A falta de dinheiro é argumento recorrente dos gestores para justificar o atraso no andamento de diversas obras e o adiamento do início de outras, consideradas fundamentais à melhora da prestação de serviços à população. Em Lafaiete não é diferente.
Por outro lado, segundo o vereador Pedro Américo, se realmente há pouco dinheiro em caixa, o mau uso dos recursos está contribuindo para agravar a situação: “Se não tem dinheiro é porque falta administração também. Dou alguns exemplos. Mandaram fazer um projeto de reforma da igreja de Santo Antônio, que é tombada pelo Patrimônio Histórico; este projeto, simplesmente, não foi aprovado pelo IPHAN, ou seja: jogaram dinheiro fora.

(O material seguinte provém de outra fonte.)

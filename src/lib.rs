//! Wave function collapse tile map generation
//!
//! The system learns adjacency constraints from a sample grid of symbols and
//! generates new grids in which every 4-neighbor pair satisfies those
//! constraints. Cell selection (heuristics) and arc-consistency enforcement
//! (propagators) are interchangeable strategies chosen at construction time.

#![forbid(unsafe_code)]

/// Collapse/propagate orchestration and terminal result reporting
pub mod generator;
/// Cell-selection strategies driven by incremental entropy tracking
pub mod heuristic;
/// Input/output operations and error handling
pub mod io;
/// Sample analysis: pattern extraction, weights, and adjacency tables
pub mod model;
/// Arc-consistency strategies that enforce neighbor compatibility
pub mod propagator;
/// Grid topology, wave domains, and symbol/id mapping
pub mod spatial;

pub use generator::{PropagationResult, TileMapGenerator};
pub use io::error::{GenerationError, Result};

#[cfg(test)]
#[path = "../tests/unit/mod.rs"]
mod unit;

Há quantos anos estou denunciando que Lafaiete tem um trator que fica parado o dia inteiro na área do antigo lixão e a empresa locadora recebendo dinheiro do município? À época, a peça para consertar o trator da prefeitura custava aproximadamente R$400,00. Com o dinheiro que pagaram a empresa pelo aluguel do trator ao invés de comprar a peça, daria para comprar dois tratores novos para o município”.

Como outros exemplos de mau emprego de recursos públicos, Pedro Américo citou a reforma inconclusa da quadra da Escola Municipal Nilce Moreira e os 13 milhões de reais investidos inutilmente no hospital regional, cujo prédio continua se deteriorando a céu aberto. Pedrinho citou, ainda, a verba destinada à creche Bela Vista, obra que se encontra abandonada há anos.

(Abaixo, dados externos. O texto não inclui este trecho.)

//! Symbol grid to integer id mapping
//!
//! The core works on small integer tile ids; this layer assigns each distinct
//! sample symbol a stable id on first sight (preserving first-seen order) and
//! maps generated ids back to symbols. `MapData` is the minimal serializable
//! record needed to reconstruct a sample without its original source.

use crate::io::error::{GenerationError, Result};
use ndarray::Array2;
use serde::{Deserialize, Serialize};
use std::collections::HashMap;
use std::hash::Hash;

/// Persisted sample record: flattened symbols plus dimensions and the
/// sentinel used for lookup misses
#[derive(Clone, Debug, PartialEq, Eq, Serialize, Deserialize)]
pub struct MapData<T> {
    /// Row-major symbol grid
    pub grid: Vec<T>,
    /// Grid width
    pub width: usize,
    /// Grid height
    pub height: usize,
    /// Symbol substituted for unresolved or unknown positions
    pub unknown: T,
}

/// A sample symbol grid with a bidirectional symbol ↔ id table
///
/// Ids are assigned in first-seen row-major order, so the mapping is
/// deterministic for a given sample.
#[derive(Clone, Debug)]
pub struct MappedGrid<T> {
    base: Vec<T>,
    width: usize,
    height: usize,
    unknown: T,
    symbol_to_id: HashMap<T, usize>,
    id_to_symbol: Vec<T>,
}

impl<T: Clone + Eq + Hash> MappedGrid<T> {
    /// Build the mapping from a flattened row-major symbol grid
    ///
    /// # Errors
    ///
    /// Returns `GenerationError::DimensionMismatch` if the data length does
    /// not equal `width * height`.
    pub fn new(data: Vec<T>, width: usize, height: usize, unknown: T) -> Result<Self> {
        if data.len() != width * height {
            return Err(GenerationError::DimensionMismatch {
                expected: width * height,
                actual: data.len(),
            });
        }

        let mut symbol_to_id = HashMap::new();
        let mut id_to_symbol = Vec::new();
        for symbol in &data {
            if !symbol_to_id.contains_key(symbol) {
                symbol_to_id.insert(symbol.clone(), id_to_symbol.len());
                id_to_symbol.push(symbol.clone());
            }
        }

        Ok(Self {
            base: data,
            width,
            height,
            unknown,
            symbol_to_id,
            id_to_symbol,
        })
    }

    /// Reconstruct a mapping from a persisted sample record
    ///
    /// # Errors
    ///
    /// Returns an error if the record's dimensions are inconsistent.
    pub fn from_map_data(data: MapData<T>) -> Result<Self> {
        Self::new(data.grid, data.width, data.height, data.unknown)
    }

    /// Export the minimal serializable form of this sample
    pub fn to_map_data(&self) -> MapData<T> {
        MapData {
            grid: self.base.clone(),
            width: self.width,
            height: self.height,
            unknown: self.unknown.clone(),
        }
    }

    /// Sample width
    pub const fn width(&self) -> usize {
        self.width
    }

    /// Sample height
    pub const fn height(&self) -> usize {
        self.height
    }

    /// Number of distinct symbols seen in the sample
    pub fn symbol_count(&self) -> usize {
        self.id_to_symbol.len()
    }

    /// The raw sample symbols in row-major order
    pub fn base(&self) -> &[T] {
        &self.base
    }

    /// Id assigned to a symbol, if it occurs in the sample
    pub fn id_of(&self, symbol: &T) -> Option<usize> {
        self.symbol_to_id.get(symbol).copied()
    }

    /// Symbol assigned to an id
    pub fn symbol_of(&self, id: usize) -> Option<&T> {
        self.id_to_symbol.get(id)
    }

    /// The sample as a 2D grid of tile ids, indexed `(row, col)`
    pub fn to_ids(&self) -> Array2<usize> {
        Array2::from_shape_fn((self.height, self.width), |(row, col)| {
            self.base
                .get(row * self.width + col)
                .and_then(|symbol| self.id_of(symbol))
                .unwrap_or(0)
        })
    }

    /// Map per-cell tile ids back to symbols
    ///
    /// Positions holding `None` or an id outside the table become the
    /// unknown sentinel.
    pub fn to_symbols(&self, tile_ids: &[Option<usize>]) -> Vec<T> {
        tile_ids
            .iter()
            .map(|entry| {
                entry
                    .and_then(|id| self.symbol_of(id))
                    .cloned()
                    .unwrap_or_else(|| self.unknown.clone())
            })
            .collect()
    }
}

O vereador citou ainda as dificuldades enfrentadas diariamente pelas profissionais que atuam na coleta do lixo reciclável, enquanto o município investe recursos no consórcio de tratamento de resíduos sólidos. “São três associações que se dedicam à reciclagem e a maioria dos que fazem este serviço são mulheres batalhadoras, que suam pra ganhar o pão. Elas não têm apoio; às vezes, lhes dão um caminhão e dizem que estão fazendo muito. Ficam pagando caro ao ECOTRES e à Localix, quando o dinheiro que poderiam pagar a elas poderia reduzir o volume de lixo levado para o aterro sanitário. Ali se enterra muito material que poderia ser reaproveitado pelo pessoal da reciclagem”.

Pedrinho avaliou, ainda, que o mau uso do dinheiro público passa também pela execução de serviços que competem à Copasa: “A Copasa tem de levar o abastecimento de água às comunidades de São Vicente e Buarque de Macedo, mas a Prefeitura não cobra. Se a bomba estraga, pagam caminhões-pipa, que são muito caros e ainda entregam água suja. Por que não cobram da Copasa ao invés de pagar a uma empresa para levar água às pessoas?”, questionou o vereador.